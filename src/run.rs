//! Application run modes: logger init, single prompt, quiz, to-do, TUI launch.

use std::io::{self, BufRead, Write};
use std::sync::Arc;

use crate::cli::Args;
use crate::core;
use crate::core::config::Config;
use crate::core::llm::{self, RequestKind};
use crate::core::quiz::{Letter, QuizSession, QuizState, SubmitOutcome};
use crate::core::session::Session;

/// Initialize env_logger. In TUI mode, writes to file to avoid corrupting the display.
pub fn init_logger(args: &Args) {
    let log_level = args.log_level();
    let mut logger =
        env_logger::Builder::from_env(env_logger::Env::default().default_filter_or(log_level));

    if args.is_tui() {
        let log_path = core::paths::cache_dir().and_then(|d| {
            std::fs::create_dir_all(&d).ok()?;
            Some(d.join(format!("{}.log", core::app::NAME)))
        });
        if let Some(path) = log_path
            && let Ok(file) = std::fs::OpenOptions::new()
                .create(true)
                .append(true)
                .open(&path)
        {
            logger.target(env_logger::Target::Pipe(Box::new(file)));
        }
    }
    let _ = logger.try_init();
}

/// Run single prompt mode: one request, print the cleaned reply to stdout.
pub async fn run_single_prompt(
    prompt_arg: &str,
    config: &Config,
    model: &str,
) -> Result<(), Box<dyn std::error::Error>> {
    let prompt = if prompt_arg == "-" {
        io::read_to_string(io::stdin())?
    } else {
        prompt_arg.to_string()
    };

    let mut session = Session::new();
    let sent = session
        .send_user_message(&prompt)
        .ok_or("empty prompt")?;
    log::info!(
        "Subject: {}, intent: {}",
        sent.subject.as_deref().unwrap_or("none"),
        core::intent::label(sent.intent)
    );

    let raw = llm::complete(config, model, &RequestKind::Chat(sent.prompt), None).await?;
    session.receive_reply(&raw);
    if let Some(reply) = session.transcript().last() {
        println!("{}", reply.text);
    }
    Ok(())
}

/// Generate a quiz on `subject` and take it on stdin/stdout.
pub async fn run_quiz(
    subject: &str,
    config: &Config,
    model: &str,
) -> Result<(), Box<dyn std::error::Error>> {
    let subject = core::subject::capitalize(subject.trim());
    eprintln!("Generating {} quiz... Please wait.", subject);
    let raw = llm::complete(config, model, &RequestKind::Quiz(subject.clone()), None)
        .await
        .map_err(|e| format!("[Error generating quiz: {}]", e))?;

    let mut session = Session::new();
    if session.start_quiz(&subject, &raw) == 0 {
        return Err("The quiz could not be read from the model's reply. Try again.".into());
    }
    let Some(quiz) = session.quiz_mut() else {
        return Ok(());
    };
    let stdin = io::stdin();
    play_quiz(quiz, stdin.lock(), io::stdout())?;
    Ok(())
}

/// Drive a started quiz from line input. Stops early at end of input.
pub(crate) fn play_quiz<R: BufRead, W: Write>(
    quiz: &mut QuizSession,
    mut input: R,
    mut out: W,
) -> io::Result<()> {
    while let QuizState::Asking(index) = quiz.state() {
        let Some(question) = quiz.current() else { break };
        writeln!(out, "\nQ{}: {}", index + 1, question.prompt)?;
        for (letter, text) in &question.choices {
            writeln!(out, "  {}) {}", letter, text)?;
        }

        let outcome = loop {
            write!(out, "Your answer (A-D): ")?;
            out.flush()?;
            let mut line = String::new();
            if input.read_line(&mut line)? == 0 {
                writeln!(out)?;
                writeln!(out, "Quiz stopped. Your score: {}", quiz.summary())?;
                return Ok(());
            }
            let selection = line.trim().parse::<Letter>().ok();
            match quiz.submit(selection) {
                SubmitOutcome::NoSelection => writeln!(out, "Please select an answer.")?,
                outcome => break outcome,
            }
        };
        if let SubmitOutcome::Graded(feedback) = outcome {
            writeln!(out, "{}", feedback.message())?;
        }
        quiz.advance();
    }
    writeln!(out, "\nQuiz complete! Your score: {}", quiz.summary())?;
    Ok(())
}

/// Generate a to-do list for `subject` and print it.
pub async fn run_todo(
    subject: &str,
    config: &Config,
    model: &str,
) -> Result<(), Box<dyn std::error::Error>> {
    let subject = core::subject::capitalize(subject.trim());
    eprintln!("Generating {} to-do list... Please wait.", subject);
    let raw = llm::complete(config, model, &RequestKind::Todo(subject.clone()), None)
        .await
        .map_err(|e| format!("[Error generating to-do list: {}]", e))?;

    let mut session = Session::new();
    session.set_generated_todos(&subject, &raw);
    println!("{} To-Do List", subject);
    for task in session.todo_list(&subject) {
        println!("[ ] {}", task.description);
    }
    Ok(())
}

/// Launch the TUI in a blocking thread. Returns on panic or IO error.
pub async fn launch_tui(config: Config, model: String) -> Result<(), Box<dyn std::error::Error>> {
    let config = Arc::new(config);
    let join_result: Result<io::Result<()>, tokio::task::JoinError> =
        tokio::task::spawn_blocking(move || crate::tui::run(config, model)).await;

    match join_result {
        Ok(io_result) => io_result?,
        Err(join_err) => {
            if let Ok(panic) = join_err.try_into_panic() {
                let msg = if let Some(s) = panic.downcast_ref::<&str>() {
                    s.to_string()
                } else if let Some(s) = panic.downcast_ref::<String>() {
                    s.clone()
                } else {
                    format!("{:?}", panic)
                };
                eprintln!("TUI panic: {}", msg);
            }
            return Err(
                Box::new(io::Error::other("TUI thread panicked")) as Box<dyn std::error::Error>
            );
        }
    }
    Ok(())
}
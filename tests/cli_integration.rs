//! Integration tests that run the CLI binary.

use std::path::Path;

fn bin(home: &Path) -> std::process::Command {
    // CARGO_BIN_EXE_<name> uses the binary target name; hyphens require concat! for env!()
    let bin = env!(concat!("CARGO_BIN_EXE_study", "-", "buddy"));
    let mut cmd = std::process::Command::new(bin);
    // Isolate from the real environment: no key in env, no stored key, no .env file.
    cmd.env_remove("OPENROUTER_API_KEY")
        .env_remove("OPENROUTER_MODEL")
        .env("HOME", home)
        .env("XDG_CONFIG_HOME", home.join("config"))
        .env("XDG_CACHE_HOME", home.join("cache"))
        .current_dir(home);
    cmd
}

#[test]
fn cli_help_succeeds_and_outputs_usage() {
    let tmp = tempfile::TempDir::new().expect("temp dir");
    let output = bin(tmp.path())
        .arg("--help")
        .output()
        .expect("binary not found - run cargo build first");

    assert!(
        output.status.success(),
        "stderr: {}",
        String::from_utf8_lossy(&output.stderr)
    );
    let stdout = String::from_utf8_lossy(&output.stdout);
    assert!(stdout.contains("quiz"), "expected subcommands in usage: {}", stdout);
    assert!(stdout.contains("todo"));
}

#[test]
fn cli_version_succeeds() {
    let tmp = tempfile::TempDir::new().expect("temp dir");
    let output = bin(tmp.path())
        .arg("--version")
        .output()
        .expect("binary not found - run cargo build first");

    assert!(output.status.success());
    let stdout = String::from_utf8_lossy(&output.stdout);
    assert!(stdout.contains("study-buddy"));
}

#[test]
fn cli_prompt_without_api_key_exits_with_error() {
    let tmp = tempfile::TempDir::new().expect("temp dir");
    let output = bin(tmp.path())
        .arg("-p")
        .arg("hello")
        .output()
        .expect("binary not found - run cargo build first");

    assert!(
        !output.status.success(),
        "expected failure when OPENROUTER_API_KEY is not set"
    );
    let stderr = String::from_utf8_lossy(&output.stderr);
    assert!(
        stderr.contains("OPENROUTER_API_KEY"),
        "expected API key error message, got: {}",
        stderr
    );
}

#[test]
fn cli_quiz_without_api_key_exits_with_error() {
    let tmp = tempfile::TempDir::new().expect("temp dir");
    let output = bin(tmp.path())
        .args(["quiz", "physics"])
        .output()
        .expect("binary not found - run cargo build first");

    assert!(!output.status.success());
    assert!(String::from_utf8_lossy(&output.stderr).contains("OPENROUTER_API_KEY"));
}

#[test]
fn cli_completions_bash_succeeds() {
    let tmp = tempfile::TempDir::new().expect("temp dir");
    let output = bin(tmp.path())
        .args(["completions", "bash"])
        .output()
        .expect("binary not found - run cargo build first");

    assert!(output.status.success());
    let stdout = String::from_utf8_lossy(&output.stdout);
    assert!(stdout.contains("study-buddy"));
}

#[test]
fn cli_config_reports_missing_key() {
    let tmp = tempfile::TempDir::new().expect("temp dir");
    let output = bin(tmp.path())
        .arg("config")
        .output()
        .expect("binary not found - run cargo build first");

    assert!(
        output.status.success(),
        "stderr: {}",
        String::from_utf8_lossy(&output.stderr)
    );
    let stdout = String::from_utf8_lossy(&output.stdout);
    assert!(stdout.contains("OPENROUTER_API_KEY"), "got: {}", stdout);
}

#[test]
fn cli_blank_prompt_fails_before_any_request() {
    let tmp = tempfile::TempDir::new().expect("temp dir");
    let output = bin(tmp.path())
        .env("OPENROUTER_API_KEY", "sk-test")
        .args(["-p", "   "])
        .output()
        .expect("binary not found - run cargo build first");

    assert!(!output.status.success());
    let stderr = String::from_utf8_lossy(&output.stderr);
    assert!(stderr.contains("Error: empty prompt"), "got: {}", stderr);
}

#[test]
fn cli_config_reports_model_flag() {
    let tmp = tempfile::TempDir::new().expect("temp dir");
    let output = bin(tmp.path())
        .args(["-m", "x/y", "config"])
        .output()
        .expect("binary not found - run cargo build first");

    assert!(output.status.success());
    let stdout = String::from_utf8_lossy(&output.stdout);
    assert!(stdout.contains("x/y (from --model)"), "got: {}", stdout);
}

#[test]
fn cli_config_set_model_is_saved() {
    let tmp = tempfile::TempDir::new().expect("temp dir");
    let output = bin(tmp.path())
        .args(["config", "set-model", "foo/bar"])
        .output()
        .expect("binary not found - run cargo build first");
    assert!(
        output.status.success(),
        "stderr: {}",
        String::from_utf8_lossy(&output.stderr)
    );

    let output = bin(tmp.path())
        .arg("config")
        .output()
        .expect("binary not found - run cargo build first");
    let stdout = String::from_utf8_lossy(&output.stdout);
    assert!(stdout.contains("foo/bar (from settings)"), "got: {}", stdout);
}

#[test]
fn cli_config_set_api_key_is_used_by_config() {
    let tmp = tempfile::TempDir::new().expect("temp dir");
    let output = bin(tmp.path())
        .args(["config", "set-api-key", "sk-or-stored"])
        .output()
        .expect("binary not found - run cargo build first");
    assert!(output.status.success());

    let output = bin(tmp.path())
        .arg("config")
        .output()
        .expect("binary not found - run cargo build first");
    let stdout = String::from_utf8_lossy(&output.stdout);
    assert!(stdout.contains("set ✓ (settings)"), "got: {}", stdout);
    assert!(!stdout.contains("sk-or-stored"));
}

━━━━━━

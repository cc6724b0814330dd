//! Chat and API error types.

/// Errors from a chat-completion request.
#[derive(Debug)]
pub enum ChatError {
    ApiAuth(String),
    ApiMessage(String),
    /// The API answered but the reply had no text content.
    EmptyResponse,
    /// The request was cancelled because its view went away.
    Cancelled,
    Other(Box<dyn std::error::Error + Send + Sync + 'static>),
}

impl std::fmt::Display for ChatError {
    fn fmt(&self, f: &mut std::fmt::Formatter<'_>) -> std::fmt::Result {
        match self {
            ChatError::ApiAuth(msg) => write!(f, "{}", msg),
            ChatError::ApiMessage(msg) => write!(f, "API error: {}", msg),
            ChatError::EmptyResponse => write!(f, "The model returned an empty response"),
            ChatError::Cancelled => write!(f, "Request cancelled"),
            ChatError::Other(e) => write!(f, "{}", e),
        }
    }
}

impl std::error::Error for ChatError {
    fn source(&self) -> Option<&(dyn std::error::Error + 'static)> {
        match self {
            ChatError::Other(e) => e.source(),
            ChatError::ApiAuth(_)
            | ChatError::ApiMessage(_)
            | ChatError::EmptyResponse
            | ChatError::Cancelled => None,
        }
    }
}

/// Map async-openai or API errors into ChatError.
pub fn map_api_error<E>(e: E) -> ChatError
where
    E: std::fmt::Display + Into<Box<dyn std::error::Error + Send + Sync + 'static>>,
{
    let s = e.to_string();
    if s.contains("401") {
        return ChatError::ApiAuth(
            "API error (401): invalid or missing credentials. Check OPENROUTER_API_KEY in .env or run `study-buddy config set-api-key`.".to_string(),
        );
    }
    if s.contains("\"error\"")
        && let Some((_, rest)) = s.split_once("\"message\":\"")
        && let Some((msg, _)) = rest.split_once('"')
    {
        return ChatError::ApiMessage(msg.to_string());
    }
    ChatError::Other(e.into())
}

━━━━━━

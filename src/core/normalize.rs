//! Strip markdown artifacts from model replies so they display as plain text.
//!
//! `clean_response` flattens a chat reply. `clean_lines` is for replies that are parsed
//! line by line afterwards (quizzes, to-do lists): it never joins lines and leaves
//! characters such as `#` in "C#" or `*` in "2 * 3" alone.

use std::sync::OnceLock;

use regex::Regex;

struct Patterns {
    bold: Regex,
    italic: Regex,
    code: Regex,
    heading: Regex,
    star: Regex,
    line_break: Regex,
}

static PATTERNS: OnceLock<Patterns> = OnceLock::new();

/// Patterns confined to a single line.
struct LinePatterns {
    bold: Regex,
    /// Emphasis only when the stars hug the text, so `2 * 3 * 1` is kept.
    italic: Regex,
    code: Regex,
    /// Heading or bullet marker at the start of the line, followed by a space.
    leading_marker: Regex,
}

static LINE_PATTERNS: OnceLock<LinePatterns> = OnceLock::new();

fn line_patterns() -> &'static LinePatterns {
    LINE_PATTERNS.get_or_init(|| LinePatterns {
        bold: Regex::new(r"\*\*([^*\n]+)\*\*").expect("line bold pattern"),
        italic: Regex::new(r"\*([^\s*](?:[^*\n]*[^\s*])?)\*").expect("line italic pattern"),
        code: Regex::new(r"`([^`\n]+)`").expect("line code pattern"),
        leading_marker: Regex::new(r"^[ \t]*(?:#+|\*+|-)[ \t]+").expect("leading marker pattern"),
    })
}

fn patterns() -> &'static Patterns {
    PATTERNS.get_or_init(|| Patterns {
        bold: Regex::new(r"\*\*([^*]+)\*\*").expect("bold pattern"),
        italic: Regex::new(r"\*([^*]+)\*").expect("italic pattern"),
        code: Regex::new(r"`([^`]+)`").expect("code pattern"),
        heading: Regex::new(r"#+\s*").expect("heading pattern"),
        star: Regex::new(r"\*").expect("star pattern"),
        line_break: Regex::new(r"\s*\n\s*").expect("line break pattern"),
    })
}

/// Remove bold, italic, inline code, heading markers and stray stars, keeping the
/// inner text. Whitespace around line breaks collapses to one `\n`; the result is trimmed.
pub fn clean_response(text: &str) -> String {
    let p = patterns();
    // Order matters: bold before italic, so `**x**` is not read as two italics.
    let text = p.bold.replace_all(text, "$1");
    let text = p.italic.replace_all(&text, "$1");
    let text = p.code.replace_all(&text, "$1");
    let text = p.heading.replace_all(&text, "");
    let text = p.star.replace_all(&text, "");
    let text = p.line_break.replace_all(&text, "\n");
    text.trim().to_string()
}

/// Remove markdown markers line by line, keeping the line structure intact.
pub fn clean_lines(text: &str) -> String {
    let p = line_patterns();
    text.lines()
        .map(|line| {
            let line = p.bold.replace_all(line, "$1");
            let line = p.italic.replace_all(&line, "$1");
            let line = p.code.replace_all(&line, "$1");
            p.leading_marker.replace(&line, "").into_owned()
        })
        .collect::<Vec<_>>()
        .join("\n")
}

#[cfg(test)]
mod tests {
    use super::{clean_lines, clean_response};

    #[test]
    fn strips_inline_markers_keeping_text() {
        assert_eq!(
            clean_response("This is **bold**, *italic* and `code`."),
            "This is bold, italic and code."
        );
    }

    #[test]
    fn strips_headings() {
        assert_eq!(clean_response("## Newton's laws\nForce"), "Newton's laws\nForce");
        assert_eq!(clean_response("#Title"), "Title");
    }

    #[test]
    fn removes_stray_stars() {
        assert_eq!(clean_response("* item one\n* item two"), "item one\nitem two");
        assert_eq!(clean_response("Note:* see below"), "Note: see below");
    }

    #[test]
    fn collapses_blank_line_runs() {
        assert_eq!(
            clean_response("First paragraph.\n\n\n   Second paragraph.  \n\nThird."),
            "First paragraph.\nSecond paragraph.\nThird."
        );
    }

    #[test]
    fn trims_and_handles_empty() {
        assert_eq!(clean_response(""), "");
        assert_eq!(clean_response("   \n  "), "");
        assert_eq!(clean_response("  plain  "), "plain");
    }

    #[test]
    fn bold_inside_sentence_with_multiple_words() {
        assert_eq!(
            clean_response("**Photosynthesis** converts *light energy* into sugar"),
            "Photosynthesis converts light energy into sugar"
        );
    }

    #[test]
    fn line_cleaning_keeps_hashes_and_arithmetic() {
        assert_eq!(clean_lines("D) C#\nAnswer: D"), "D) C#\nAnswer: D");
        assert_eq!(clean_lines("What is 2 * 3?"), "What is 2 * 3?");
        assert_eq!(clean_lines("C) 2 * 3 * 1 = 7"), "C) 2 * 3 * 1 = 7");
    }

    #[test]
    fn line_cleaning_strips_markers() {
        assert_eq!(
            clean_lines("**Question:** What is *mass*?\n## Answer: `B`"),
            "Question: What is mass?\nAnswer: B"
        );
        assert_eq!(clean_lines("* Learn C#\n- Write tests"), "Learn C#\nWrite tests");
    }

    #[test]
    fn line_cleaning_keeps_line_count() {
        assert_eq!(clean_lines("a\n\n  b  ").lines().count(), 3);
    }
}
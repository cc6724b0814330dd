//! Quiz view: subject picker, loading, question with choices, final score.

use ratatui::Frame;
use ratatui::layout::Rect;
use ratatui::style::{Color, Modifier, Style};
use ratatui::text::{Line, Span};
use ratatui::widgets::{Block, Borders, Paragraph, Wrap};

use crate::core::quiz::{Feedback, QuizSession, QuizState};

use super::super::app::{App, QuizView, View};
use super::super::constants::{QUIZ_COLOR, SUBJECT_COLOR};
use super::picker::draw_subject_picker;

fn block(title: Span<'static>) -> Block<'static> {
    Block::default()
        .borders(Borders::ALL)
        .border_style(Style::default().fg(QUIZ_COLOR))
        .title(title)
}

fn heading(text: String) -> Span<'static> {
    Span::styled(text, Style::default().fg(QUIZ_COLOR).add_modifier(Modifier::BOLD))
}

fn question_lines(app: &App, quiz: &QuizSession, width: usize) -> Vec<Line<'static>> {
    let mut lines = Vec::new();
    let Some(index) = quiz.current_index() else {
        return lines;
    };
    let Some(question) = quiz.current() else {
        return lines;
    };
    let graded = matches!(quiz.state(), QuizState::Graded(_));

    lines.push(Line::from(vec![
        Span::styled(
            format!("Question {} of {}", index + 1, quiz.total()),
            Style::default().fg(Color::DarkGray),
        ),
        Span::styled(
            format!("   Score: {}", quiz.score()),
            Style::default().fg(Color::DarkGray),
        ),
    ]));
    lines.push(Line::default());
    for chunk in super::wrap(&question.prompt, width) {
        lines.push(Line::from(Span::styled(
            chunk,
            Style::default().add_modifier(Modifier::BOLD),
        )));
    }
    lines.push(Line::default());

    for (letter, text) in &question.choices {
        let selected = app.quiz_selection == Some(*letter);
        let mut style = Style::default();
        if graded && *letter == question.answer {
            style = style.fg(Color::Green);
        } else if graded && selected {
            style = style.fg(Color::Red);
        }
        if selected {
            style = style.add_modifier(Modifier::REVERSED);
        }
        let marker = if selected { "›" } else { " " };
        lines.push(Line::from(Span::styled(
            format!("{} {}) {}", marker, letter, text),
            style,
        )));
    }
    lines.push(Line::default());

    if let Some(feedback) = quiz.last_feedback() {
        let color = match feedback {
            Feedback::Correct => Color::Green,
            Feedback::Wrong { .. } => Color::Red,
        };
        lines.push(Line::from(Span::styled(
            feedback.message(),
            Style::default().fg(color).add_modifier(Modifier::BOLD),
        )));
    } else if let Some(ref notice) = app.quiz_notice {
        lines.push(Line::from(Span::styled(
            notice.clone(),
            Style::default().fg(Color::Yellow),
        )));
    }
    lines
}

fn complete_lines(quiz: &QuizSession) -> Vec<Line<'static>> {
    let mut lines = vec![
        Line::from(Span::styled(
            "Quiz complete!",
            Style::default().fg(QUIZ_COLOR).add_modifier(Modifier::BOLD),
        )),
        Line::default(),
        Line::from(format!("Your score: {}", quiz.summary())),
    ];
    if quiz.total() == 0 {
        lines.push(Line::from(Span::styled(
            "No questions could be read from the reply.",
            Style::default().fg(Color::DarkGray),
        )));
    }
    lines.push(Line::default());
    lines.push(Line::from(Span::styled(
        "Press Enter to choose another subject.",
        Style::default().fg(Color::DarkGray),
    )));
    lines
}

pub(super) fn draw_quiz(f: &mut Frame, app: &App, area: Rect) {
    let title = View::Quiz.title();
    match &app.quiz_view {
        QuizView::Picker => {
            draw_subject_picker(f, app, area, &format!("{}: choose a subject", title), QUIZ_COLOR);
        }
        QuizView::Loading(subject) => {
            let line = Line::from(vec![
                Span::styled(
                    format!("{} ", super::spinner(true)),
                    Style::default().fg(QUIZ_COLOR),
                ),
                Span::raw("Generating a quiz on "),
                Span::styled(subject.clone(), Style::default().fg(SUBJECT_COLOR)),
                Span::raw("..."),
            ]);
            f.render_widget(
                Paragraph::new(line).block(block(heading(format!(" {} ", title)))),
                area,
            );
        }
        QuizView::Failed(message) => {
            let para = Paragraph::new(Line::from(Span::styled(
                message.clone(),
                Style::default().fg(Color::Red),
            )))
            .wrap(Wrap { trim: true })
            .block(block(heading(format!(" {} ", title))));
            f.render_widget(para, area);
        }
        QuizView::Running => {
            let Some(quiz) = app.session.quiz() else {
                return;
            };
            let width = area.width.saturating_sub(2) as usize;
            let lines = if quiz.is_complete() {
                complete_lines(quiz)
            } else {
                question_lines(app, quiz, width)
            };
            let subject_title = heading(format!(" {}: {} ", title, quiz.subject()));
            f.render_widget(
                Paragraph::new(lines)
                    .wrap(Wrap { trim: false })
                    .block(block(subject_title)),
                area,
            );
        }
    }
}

━━━━━━

### Instructions to follow
Could you reproduce, exactly, every line above from the line with "filename src/run.rs" to the line with "Ok(file) = std::fs::OpenOptions::new()", and no other line? Both ends count.

### Response to the task
filename src/run.rs
//! Application run modes: logger init, single prompt, quiz, to-do, TUI launch.

use std::io::{self, BufRead, Write};
use std::sync::Arc;

use crate::cli::Args;
use crate::core;
use crate::core::config::Config;
use crate::core::llm::{self, RequestKind};
use crate::core::quiz::{Letter, QuizSession, QuizState, SubmitOutcome};
use crate::core::session::Session;

/// Initialize env_logger. In TUI mode, writes to file to avoid corrupting the display.
pub fn init_logger(args: &Args) {
    let log_level = args.log_level();
    let mut logger =
        env_logger::Builder::from_env(env_logger::Env::default().default_filter_or(log_level));

    if args.is_tui() {
        let log_path = core::paths::cache_dir().and_then(|d| {
            std::fs::create_dir_all(&d).ok()?;
            Some(d.join(format!("{}.log", core::app::NAME)))
        });
        if let Some(path) = log_path
            && let Ok(file) = std::fs::OpenOptions::new()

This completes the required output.